Les mesures que pourrait demander l’Union européenne à ses partenaires devraient présenter à la fois des gains et des risques, selon Thierry Pouch. Selon une étude réalisée par le service économie des Chambres d’agriculture France, « cela devrait aider à contenir la progression des importations et favoriser l’activité économique au sein de l’UE ». « Mais des mesures de rétorsion avec une perte de confiance commerciale de nos partenaires vis-à-vis de l’UE pourraient voir le jour. Est-ce que les accords déjà établis seront revus ou suspendus, comme ceux établis avec le Canada, l’Ukraine, le Japon ? », s’interroge Thierry Pouch.

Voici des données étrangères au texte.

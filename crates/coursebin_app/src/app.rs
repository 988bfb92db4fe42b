use std::collections::VecDeque;
use std::sync::Arc;

use anyhow::Context;
use chrono::Utc;
use coursebin_client::{JobClient, ReqwestApi, SchedulerApi, SectionRefresher};
use coursebin_core::{update, AppState, Msg, NoticeLevel};
use coursebin_logging::{cb_debug, cb_info};
use log::LevelFilter;

use crate::cli::{Cli, Command};
use crate::config::AppConfig;
use crate::effects::EffectRunner;
use crate::persistence::{load_snapshot, save_snapshot};
use crate::render;

pub fn run(cli: Cli) -> anyhow::Result<()> {
    let mut config = AppConfig::load(cli.config.as_deref(), &cli.state_dir)?;
    if let Some(api_url) = cli.api_url.clone() {
        config.api.base_url = api_url;
    }
    let level = match cli.verbose {
        0 => LevelFilter::Info,
        1 => LevelFilter::Debug,
        _ => LevelFilter::Trace,
    };
    coursebin_logging::initialize(config.log_destination(), level);

    let api: Arc<dyn SchedulerApi> = Arc::new(
        ReqwestApi::new(config.api_settings()).context("configuring the scheduler API")?,
    );
    let runner = EffectRunner::new(
        Arc::clone(&api),
        JobClient::new(Arc::clone(&api), config.poll_schedule()),
        SectionRefresher::new(api, config.section_lifetime()),
    )?;

    if let Command::CheckSections { schedule_id } = cli.command {
        let (sections, report) = runner.check_sections(schedule_id, Utc::now())?;
        print!("{}", render::render_refresh(&sections, &report));
        return Ok(());
    }

    let show_bin = matches!(cli.command, Command::List);
    let msgs = cli
        .command
        .into_msgs(Utc::now(), config.section_lifetime());

    let mut state = AppState::from_snapshot(load_snapshot(&cli.state_dir));
    state = dispatch(state, msgs, &runner);
    // The command's view ends here; stop anything still in flight.
    state = dispatch(state, vec![Msg::ViewClosed], &runner);

    let mut failed = false;
    for notice in state.take_notices() {
        failed |= notice.level == NoticeLevel::Error;
        eprintln!("{}", render::render_notice(&notice));
    }
    let view = state.view();
    if show_bin {
        print!("{}", render::render_bin(&view));
    }
    if let Some(job) = &view.job {
        println!("{}", render::render_job(job));
    }

    if state.consume_dirty() {
        save_snapshot(&cli.state_dir, &state.snapshot())?;
    }
    if failed {
        anyhow::bail!("command finished with errors");
    }
    Ok(())
}

/// Feeds `msgs` through `update`, executing effects until none remain.
fn dispatch(mut state: AppState, msgs: Vec<Msg>, runner: &EffectRunner) -> AppState {
    let mut inbox: VecDeque<Msg> = msgs.into();
    while !inbox.is_empty() {
        let mut effects = Vec::new();
        while let Some(msg) = inbox.pop_front() {
            cb_debug!("Dispatching {:?}", msg);
            let (next, new_effects) = update(state, msg);
            state = next;
            effects.extend(new_effects);
        }
        if !effects.is_empty() {
            cb_info!("Running {} effects", effects.len());
            inbox.extend(runner.run(effects));
        }
    }
    state
}
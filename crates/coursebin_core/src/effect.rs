use crate::{JobId, ProfileKind, SavedProfile, TaskRequest};

#[derive(Debug, Clone, PartialEq)]
pub enum Effect {
    FetchCourse { term: String, course: String },
    SubmitJob(TaskRequest),
    TrackJob { job_id: JobId },
    LoadProfile { kind: ProfileKind, id: u64 },
    SaveProfile {
        kind: ProfileKind,
        id: u64,
        profile: SavedProfile,
    },
    /// Abort every request issued on behalf of the current view.
    CancelPending,
}
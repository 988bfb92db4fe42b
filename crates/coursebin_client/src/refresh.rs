use std::collections::HashSet;
use std::sync::{Arc, Mutex, PoisonError};

use chrono::Duration;
use coursebin_core::{
    merge_refreshed_sections, stale_course_keys, CourseKey, ScheduledSection, Timestamp,
};
use coursebin_logging::{cb_debug, cb_info, cb_warn};
use futures_util::future::join_all;

use crate::{ApiError, SchedulerApi, ViewScope};

#[derive(Debug, Clone, Default, PartialEq)]
pub struct RefreshReport {
    pub refreshed: Vec<CourseKey>,
    pub failed: Vec<(CourseKey, ApiError)>,
    /// Stale keys left alone because another refresh already had them in
    /// flight.
    pub skipped: Vec<CourseKey>,
    /// Held section copies overwritten with fresh data.
    pub merged: usize,
}

type InFlight = Arc<Mutex<HashSet<CourseKey>>>;

/// Refetches the courses behind stale schedule sections.
///
/// Clones share the in-flight set, so concurrent refreshes never fetch the
/// same `(course, term)` twice.
#[derive(Clone)]
pub struct SectionRefresher {
    api: Arc<dyn SchedulerApi>,
    lifetime: Duration,
    in_flight: InFlight,
}

/// Holds a key in the in-flight set until dropped.
struct InFlightClaim {
    in_flight: InFlight,
    key: CourseKey,
}

impl InFlightClaim {
    fn try_new(in_flight: &InFlight, key: CourseKey) -> Option<Self> {
        let inserted = in_flight
            .lock()
            .unwrap_or_else(PoisonError::into_inner)
            .insert(key.clone());
        inserted.then(|| Self {
            in_flight: Arc::clone(in_flight),
            key,
        })
    }
}

impl Drop for InFlightClaim {
    fn drop(&mut self) {
        self.in_flight
            .lock()
            .unwrap_or_else(PoisonError::into_inner)
            .remove(&self.key);
    }
}

impl SectionRefresher {
    pub fn new(api: Arc<dyn SchedulerApi>, lifetime: Duration) -> Self {
        Self {
            api,
            lifetime,
            in_flight: Arc::default(),
        }
    }

    /// Issues one fetch per distinct stale `(course, term)` in `sections`
    /// and merges each result into every matching held copy. Fresh sections
    /// and sections of failed fetches are left untouched.
    pub async fn refresh(
        &self,
        scope: &ViewScope,
        sections: &mut [ScheduledSection],
        now: Timestamp,
    ) -> RefreshReport {
        let mut report = RefreshReport::default();
        let mut claims = Vec::new();
        for key in stale_course_keys(sections, now, self.lifetime) {
            match InFlightClaim::try_new(&self.in_flight, key.clone()) {
                Some(claim) => claims.push(claim),
                None => {
                    cb_debug!("Refresh of {} already in flight", key);
                    report.skipped.push(key);
                }
            }
        }

        let fetches = claims.iter().map(|claim| async move {
            let key = &claim.key;
            let result = scope
                .run(self.api.fetch_course(&key.term, &key.course))
                .await;
            (key.clone(), result)
        });
        let results = join_all(fetches).await;
        drop(claims);

        for (key, result) in results {
            match result {
                Ok(course) => {
                    let merged = merge_refreshed_sections(sections, &course);
                    cb_info!("Refreshed {}: {} held sections updated", key, merged);
                    report.merged += merged;
                    report.refreshed.push(key);
                }
                Err(err) => {
                    cb_warn!("Refresh of {} failed: {}", key, err);
                    report.failed.push((key, err));
                }
            }
        }
        report
    }
}
#![deny(missing_docs)]
//! Shared logging utilities for the coursebin workspace.
//!
//! This crate provides the `cb_*` logging macros used across the codebase,
//! a minimal test initializer and the runtime initializer used by the
//! command-line binary.

use std::fs::File;
use std::path::{Path, PathBuf};

use log::LevelFilter;
use simplelog::{
    ColorChoice, CombinedLogger, Config, ConfigBuilder, SharedLogger, TermLogger, TerminalMode,
    WriteLogger,
};

#[doc(hidden)]
pub use log;

/// Default log file, relative to the current working directory.
pub const DEFAULT_LOG_FILE: &str = "./coursebin.log";

/// Logs a trace-level message using the global logging facade.
#[macro_export]
macro_rules! cb_trace {
    ($($arg:tt)*) => {{
        $crate::log::trace!($($arg)*);
    }};
}

/// Logs an info-level message using the global logging facade.
#[macro_export]
macro_rules! cb_info {
    ($($arg:tt)*) => {{
        $crate::log::info!($($arg)*);
    }};
}

/// Logs a debug-level message using the global logging facade.
#[macro_export]
macro_rules! cb_debug {
    ($($arg:tt)*) => {{
        $crate::log::debug!($($arg)*);
    }};
}

/// Logs a warn-level message using the global logging facade.
#[macro_export]
macro_rules! cb_warn {
    ($($arg:tt)*) => {{
        $crate::log::warn!($($arg)*);
    }};
}

/// Logs an error-level message using the global logging facade.
#[macro_export]
macro_rules! cb_error {
    ($($arg:tt)*) => {{
        $crate::log::error!($($arg)*);
    }};
}

/// Destination for log output.
#[derive(Debug, Clone, PartialEq, Eq)]
pub enum LogDestination {
    /// Write to the given file, truncating it.
    File(PathBuf),
    /// Write to the terminal (stderr for warnings and errors).
    Terminal,
    /// Write to both the file and the terminal.
    Both(PathBuf),
}

impl Default for LogDestination {
    fn default() -> Self {
        LogDestination::File(PathBuf::from(DEFAULT_LOG_FILE))
    }
}

/// Initialize the global logger with the specified destination and level.
///
/// A file that cannot be created is reported on stderr and skipped. Calling
/// this when a logger is already installed is a no-op.
pub fn initialize(destination: LogDestination, level: LevelFilter) {
    let config = build_config();

    let loggers: Vec<Box<dyn SharedLogger>> = match destination {
        LogDestination::File(path) => create_file_logger(&path, level, config)
            .into_iter()
            .map(|logger| logger as Box<dyn SharedLogger>)
            .collect(),
        LogDestination::Terminal => vec![TermLogger::new(
            level,
            config,
            TerminalMode::Mixed,
            ColorChoice::Auto,
        )],
        LogDestination::Both(path) => {
            let mut loggers: Vec<Box<dyn SharedLogger>> = vec![TermLogger::new(
                level,
                config.clone(),
                TerminalMode::Mixed,
                ColorChoice::Auto,
            )];
            if let Some(file_logger) = create_file_logger(&path, level, config) {
                loggers.push(file_logger);
            }
            loggers
        }
    };

    if loggers.is_empty() {
        return;
    }
    let _ = CombinedLogger::init(loggers);
}

/// Initializes a simple terminal logger for use in unit tests.
///
/// This safely no-ops if another logger has already been initialized.
pub fn initialize_for_tests() {
    // Use debug level in debug builds, info in release builds.
    let level = if cfg!(debug_assertions) {
        LevelFilter::Debug
    } else {
        LevelFilter::Info
    };

    // Ignore the error if a logger was already set by another test.
    let _ = CombinedLogger::init(vec![TermLogger::new(
        level,
        Config::default(),
        TerminalMode::Mixed,
        ColorChoice::Auto,
    )]);
}

fn build_config() -> Config {
    ConfigBuilder::new()
        .set_time_format_rfc3339()
        .set_target_level(LevelFilter::Error)
        .build()
}

fn create_file_logger(
    path: &Path,
    level: LevelFilter,
    config: Config,
) -> Option<Box<WriteLogger<File>>> {
    match File::create(path) {
        Ok(file) => Some(WriteLogger::new(level, config, file)),
        Err(err) => {
            eprintln!("Warning: Could not create log file at {:?}: {}", path, err);
            None
        }
    }
}

#[cfg(test)]
mod tests {
    use super::*;

    #[test]
    fn file_logger_is_created_in_writable_dir() {
        let dir = tempfile::tempdir().unwrap();
        let path = dir.path().join("coursebin.log");
        let logger = create_file_logger(&path, LevelFilter::Info, build_config());
        assert!(logger.is_some());
        assert!(path.exists());
    }

    #[test]
    fn file_logger_is_skipped_when_path_is_unwritable() {
        let dir = tempfile::tempdir().unwrap();
        let path = dir.path().join("missing").join("coursebin.log");
        assert!(create_file_logger(&path, LevelFilter::Info, build_config()).is_none());
    }

    #[test]
    fn default_destination_is_local_file() {
        assert_eq!(
            LogDestination::default(),
            LogDestination::File(PathBuf::from(DEFAULT_LOG_FILE))
        );
    }
}
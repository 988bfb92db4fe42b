use std::fmt;

use serde::{Deserialize, Serialize};
use serde_json::Value;

use crate::preferences::Preferences;

/// Which saved-profile endpoint a profile lives behind.
#[derive(Debug, Clone, Copy, PartialEq, Eq, Hash, Serialize, Deserialize)]
#[serde(rename_all = "snake_case")]
pub enum ProfileKind {
    /// `/schedules/{id}/`
    Schedule,
    /// `/task-data/{id}/`
    TaskData,
}

impl ProfileKind {
    pub fn path_segment(self) -> &'static str {
        match self {
            ProfileKind::Schedule => "schedules",
            ProfileKind::TaskData => "task-data",
        }
    }
}

impl fmt::Display for ProfileKind {
    fn fmt(&self, f: &mut fmt::Formatter<'_>) -> fmt::Result {
        f.write_str(self.path_segment())
    }
}

/// Bin and preferences as stored server-side. The bin stays opaque JSON
/// until it is loaded into a [`crate::Coursebin`].
#[derive(Debug, Clone, PartialEq, Default, Serialize, Deserialize)]
pub struct SavedProfile {
    #[serde(default)]
    pub coursebin: Value,
    #[serde(default)]
    pub preference: Preferences,
}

L’ajustement carbone en question
La mise en place de ces nouvelles règles commerciales risque par ailleurs d’être longue et complexe. « Les clauses miroirs seront-elles mises en place sur certains produits agricoles ou sur tous ? », demande le chef économiste des chambres d’agriculture. D’autres questions demeurent, comme à propos du mécanisme d’ajustement carbone aux frontières proposé par la Commission. Il concerne notamment l’acier et les engrais, mais pas l’agriculture. Pourquoi ? « Il est préférable de voir comment ça marche avant de l’étendre. On le défend mais il n’y aura pas d’application imprudente et rapide d’un mécanisme à des produits sur lesquels on ne sait pas mesurer les faits », a répondu Clément Beaune. Même si les discussions entre les partenaires européens vont être longues, « ça en vaut la peine », selon Thierry Pouch. Pour lui, cela va permettre de « préserver l’agriculture, restaurer une nouvelle forme de souveraineté et préparer l’avenir ».